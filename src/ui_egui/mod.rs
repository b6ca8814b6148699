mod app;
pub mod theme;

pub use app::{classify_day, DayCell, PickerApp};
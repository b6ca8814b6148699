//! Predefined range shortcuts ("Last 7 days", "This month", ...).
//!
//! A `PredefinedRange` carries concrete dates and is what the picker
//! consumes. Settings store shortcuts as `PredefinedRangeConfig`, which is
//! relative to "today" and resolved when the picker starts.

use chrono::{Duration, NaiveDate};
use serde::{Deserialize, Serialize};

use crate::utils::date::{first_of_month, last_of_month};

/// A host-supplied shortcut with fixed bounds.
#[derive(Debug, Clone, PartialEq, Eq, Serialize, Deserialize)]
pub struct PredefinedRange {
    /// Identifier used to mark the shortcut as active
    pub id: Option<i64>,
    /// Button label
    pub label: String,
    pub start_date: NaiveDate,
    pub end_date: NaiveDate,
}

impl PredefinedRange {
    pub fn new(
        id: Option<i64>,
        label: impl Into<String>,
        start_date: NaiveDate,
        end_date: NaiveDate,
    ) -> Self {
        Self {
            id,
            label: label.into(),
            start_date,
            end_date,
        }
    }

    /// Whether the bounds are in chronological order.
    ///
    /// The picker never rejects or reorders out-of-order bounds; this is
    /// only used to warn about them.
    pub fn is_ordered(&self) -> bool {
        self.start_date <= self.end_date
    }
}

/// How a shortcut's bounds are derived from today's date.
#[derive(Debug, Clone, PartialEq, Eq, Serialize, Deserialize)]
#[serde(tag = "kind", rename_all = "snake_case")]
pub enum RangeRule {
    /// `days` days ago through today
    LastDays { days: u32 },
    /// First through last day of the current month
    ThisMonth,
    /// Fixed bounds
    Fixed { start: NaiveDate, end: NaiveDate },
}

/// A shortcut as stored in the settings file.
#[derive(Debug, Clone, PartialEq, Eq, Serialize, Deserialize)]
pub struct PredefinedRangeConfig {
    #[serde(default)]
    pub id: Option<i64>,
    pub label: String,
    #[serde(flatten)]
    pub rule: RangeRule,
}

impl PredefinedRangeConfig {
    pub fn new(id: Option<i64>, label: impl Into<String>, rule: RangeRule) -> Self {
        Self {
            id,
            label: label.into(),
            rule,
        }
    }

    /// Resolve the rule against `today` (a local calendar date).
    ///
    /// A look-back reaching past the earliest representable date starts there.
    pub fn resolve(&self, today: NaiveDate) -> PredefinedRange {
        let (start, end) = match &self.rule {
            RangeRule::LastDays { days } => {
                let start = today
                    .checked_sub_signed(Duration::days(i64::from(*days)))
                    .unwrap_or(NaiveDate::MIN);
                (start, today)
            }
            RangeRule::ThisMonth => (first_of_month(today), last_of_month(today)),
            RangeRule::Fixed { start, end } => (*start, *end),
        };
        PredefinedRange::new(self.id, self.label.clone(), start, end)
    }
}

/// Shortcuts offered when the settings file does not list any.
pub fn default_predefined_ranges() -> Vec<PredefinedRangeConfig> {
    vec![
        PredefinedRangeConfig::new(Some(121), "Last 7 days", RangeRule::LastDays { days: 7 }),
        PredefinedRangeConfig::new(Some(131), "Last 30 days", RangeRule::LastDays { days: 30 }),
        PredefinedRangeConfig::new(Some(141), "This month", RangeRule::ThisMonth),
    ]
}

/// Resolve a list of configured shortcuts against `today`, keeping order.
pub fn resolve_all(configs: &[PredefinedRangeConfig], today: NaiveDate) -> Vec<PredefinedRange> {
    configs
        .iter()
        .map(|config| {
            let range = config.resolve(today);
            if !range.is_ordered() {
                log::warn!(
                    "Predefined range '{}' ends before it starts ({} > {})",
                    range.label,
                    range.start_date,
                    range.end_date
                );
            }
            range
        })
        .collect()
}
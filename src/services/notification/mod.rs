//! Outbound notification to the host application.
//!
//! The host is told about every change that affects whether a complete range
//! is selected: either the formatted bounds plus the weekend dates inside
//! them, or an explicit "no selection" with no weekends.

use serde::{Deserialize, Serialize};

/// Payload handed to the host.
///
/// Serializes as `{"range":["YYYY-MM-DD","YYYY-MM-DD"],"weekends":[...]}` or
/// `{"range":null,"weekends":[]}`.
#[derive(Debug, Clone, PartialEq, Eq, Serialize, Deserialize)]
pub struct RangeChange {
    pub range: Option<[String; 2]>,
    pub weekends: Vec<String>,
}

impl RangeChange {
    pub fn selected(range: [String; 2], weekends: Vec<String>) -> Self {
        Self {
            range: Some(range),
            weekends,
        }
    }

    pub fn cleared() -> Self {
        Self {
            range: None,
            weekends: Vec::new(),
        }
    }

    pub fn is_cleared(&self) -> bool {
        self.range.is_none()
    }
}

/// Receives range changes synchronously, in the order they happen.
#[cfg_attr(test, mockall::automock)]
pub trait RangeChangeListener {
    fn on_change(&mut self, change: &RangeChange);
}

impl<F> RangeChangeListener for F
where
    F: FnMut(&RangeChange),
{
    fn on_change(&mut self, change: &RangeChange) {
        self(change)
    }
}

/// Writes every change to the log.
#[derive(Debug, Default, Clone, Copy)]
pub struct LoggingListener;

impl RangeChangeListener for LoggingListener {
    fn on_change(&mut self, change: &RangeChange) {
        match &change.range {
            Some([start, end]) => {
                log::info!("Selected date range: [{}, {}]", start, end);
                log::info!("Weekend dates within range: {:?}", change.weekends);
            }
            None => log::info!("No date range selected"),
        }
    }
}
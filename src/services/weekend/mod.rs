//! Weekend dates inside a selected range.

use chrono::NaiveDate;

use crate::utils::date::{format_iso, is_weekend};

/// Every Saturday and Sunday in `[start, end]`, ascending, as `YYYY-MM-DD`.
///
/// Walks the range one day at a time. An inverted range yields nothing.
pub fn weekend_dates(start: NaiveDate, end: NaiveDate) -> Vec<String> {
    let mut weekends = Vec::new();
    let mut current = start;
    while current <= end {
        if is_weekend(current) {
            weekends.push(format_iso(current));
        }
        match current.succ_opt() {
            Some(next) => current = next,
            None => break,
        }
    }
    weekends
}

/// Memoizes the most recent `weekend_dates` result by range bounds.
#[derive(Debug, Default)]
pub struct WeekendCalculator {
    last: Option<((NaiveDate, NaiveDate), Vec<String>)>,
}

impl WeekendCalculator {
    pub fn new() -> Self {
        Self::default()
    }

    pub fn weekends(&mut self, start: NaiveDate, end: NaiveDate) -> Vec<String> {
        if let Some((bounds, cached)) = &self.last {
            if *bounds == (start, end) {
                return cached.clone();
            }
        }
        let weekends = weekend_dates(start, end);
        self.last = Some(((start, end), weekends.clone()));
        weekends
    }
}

...

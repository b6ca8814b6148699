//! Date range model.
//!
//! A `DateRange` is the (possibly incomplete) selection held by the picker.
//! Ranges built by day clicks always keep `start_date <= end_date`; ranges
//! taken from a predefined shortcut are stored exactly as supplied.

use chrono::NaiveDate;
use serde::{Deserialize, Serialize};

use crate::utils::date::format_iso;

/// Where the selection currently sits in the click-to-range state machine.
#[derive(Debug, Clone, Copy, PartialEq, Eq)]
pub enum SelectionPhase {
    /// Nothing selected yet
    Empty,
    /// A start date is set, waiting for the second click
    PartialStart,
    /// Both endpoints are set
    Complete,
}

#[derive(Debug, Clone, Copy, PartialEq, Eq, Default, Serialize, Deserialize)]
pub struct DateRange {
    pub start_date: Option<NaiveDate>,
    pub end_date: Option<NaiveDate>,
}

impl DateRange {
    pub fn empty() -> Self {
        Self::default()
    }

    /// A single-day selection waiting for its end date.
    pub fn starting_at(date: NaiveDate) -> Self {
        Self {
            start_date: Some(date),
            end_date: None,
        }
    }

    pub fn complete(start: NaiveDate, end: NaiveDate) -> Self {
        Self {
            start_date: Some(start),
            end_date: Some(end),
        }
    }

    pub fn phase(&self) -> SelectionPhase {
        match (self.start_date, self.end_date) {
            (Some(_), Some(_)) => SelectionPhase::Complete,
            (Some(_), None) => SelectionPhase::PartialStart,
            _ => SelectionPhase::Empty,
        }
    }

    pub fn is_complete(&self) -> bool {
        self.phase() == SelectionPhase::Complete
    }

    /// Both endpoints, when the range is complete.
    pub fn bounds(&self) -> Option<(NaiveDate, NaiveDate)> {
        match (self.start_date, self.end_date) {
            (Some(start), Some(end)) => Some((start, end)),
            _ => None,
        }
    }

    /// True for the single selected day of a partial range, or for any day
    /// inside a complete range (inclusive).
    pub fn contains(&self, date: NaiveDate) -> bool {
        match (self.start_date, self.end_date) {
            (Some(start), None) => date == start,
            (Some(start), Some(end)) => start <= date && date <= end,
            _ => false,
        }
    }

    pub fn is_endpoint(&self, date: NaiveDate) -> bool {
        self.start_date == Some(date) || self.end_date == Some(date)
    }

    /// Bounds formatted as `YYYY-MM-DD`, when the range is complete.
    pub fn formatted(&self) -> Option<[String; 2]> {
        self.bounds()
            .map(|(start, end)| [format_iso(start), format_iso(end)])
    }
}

---

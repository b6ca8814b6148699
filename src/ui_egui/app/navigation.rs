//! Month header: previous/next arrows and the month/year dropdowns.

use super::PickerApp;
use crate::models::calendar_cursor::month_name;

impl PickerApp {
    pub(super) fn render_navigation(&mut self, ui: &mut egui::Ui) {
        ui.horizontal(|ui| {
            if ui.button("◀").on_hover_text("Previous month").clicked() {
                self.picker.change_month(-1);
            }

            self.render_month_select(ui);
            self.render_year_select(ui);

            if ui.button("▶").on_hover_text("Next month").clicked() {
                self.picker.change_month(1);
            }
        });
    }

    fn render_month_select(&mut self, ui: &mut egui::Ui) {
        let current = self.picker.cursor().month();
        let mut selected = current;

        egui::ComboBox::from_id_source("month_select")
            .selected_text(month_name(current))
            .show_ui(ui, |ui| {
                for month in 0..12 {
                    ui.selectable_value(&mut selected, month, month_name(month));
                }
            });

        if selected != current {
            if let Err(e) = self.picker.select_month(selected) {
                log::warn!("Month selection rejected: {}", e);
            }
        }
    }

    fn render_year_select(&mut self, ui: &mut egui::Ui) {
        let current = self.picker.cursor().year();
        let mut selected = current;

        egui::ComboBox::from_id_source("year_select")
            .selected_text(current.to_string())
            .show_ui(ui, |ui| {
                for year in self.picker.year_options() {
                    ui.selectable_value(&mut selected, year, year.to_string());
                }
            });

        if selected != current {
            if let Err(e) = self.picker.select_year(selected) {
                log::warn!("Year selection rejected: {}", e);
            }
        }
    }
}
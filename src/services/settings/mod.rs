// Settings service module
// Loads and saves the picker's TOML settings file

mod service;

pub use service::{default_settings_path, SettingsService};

### Required action
From the entries above, work out how many lines include "single"; the number is the only answer wanted.

### Result below
2